En este pavoroso campo de la muerte que es nuestro régimen inmisericorde de la explotación capitalista, sólo un cinco por ciento dis­fruta de los bienes de la naturaleza. Y, prácticamente, este número infinito que se pierde entre los 6.000.000.000 millones de habitantes de nuestro globo, son los dueños de tanta riqueza y poder como el suelo y la atmósfera, la inteligencia y el esfuerzo del hombre en total crearon las proezas de todo lo grande y bello que son el portento asombroso de la civilización.

El problema secular planteado con caracteres agudizantes a partir de la Revolución Francesa, coloca a la población del universo en una odiosa división de clases que repugna a la convivencia social.
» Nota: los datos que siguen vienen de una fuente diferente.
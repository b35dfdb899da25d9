//! Session startup
//!
//! The one-time phase before the loop: wait for the device, read its
//! capabilities, fit the scan settings, register or check the feeder, then
//! build the mode-specific [`Session`] and run it. Errors in this phase are
//! returned to the caller; once the loop runs, nothing is.

use crate::core::error::Result;
use crate::core::numbering::DirectoryScanNumberAllocator;
use crate::core::persist::{AdfPersister, EventPersister};
use crate::core::session::{
    NoopObserver, Pacer, ReachabilityProbe, Session, SessionObserver, SessionPolicy,
    SessionSummary, ThreadPacer, ADF_SEQUENCE_START,
};
use crate::core::settings::{ModeConfig, RunConfiguration};
use crate::device::adapters::{AdfEventSource, ClientProbe, PushEventSource};
use crate::device::traits::ScannerClient;
use log::{info, warn};
use std::sync::Arc;

/// Pacing and observation hooks for a session
#[derive(Clone)]
pub struct SessionHooks {
    pub pacer: Arc<dyn Pacer>,
    pub observer: Arc<dyn SessionObserver>,
}

impl Default for SessionHooks {
    fn default() -> Self {
        Self {
            pacer: Arc::new(ThreadPacer),
            observer: Arc::new(NoopObserver),
        }
    }
}

/// Prepare and run a session against `client`
pub fn run_session<C: ScannerClient>(
    client: Arc<C>,
    run: &RunConfiguration,
    policy: SessionPolicy,
    hooks: SessionHooks,
) -> Result<SessionSummary> {
    let probe = ClientProbe::new(client.clone());
    probe.wait_until_up(run.reachability_poll, &*hooks.pacer);

    let capabilities = client.capabilities()?;
    info!(
        "Connected to {}{}",
        capabilities.make_and_model,
        capabilities
            .serial_number
            .as_ref()
            .map(|s| format!(" (serial {})", s))
            .unwrap_or_default()
    );

    let (scan, changes) = run.scan.fit_to(&capabilities);
    for change in &changes {
        warn!("Adjusted scan setting to device limits: {}", change);
    }

    info!(
        "Saving scans to {} as {}",
        run.directories.output.display(),
        run.directories.pattern
    );

    let summary = match &run.mode {
        ModeConfig::Listen(registration) => {
            let source =
                PushEventSource::register(client.clone(), capabilities.clone(), &registration.label)?;
            let persister = EventPersister::new(client, capabilities, scan);
            Session::new(
                probe,
                source,
                persister,
                DirectoryScanNumberAllocator,
                run.directories.clone(),
                policy,
            )
            .with_pacer(hooks.pacer)
            .with_observer(hooks.observer)
            .run()
        }
        ModeConfig::AdfAutoscan(adf) => {
            let persister = AdfPersister::new(client.clone(), &capabilities, scan, adf)?;
            info!(
                "Watching the document feeder ({}, {})",
                persister.source(),
                if adf.pdf { "PDF" } else { "JPEG pages" }
            );
            let source = AdfEventSource::new(client, adf, hooks.pacer.clone());
            Session::new(
                probe,
                source,
                persister,
                DirectoryScanNumberAllocator,
                run.directories.clone(),
                policy.with_sequence_start(ADF_SEQUENCE_START),
            )
            .with_pacer(hooks.pacer)
            .with_observer(hooks.observer)
            .run()
        }
    };

    Ok(summary)
}
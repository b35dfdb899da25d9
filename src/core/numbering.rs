//! Scan number allocation
//!
//! Numbers only need to be unique within the output folder for a given
//! pattern and date. The allocator looks at what is already on disk so a
//! restarted session continues after the last scan instead of overwriting it.

use crate::core::error::Result;
use crate::core::naming::FilenamePattern;
use chrono::{DateTime, Local};
use log::trace;
use std::path::Path;
use walkdir::WalkDir;

/// Computes the next unused scan number for a folder
pub trait ScanNumberAllocator {
    /// Next number strictly greater than `last` and than any number on disk
    fn next_scan_number(
        &self,
        folder: &Path,
        last: u64,
        pattern: &FilenamePattern,
        at: &DateTime<Local>,
    ) -> Result<u64>;
}

/// Allocator that inspects the files directly inside the output folder
#[derive(Debug, Clone, Copy, Default)]
pub struct DirectoryScanNumberAllocator;

impl DirectoryScanNumberAllocator {
    /// Highest scan number present in `folder`, if any
    pub fn highest_on_disk(
        folder: &Path,
        pattern: &FilenamePattern,
        at: &DateTime<Local>,
    ) -> Result<Option<u64>> {
        if !folder.exists() {
            return Ok(None);
        }

        let mut highest = None;
        for entry in WalkDir::new(folder).min_depth(1).max_depth(1) {
            let entry = entry.map_err(|e| {
                crate::core::error::ScanError::IoError(format!(
                    "Failed to list '{}': {}",
                    folder.display(),
                    e
                ))
            })?;
            if !entry.file_type().is_file() {
                continue;
            }

            let name = entry.file_name().to_string_lossy();
            if let Some(number) = pattern.parse_number(&name, at) {
                trace!("Existing scan {} -> #{}", name, number);
                highest = highest.max(Some(number));
            }
        }

        Ok(highest)
    }
}

impl ScanNumberAllocator for DirectoryScanNumberAllocator {
    fn next_scan_number(
        &self,
        folder: &Path,
        last: u64,
        pattern: &FilenamePattern,
        at: &DateTime<Local>,
    ) -> Result<u64> {
        let on_disk = Self::highest_on_disk(folder, pattern, at)?.unwrap_or(0);
        Ok(last.max(on_disk) + 1)
    }
}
De un lado la explotación inicua del trabajo que mantiene a quien lo realiza en estado de postración física e inferioridad intelectual, por el des­gaste de energías y no poder contar con los medios necesarios para reponerlas; del otro, el interés o beneficio que esta explotación resitúa, que va formando riquezas que se acumulan en manos de un sólo hombre o persona jurídica, que crea el Estado, con toda la maquinaria burocrática, el arsenal de guerra para someter a fuego a sus explotados; crea la religión y va formando dinastías que se multiplican con el avance del sistema.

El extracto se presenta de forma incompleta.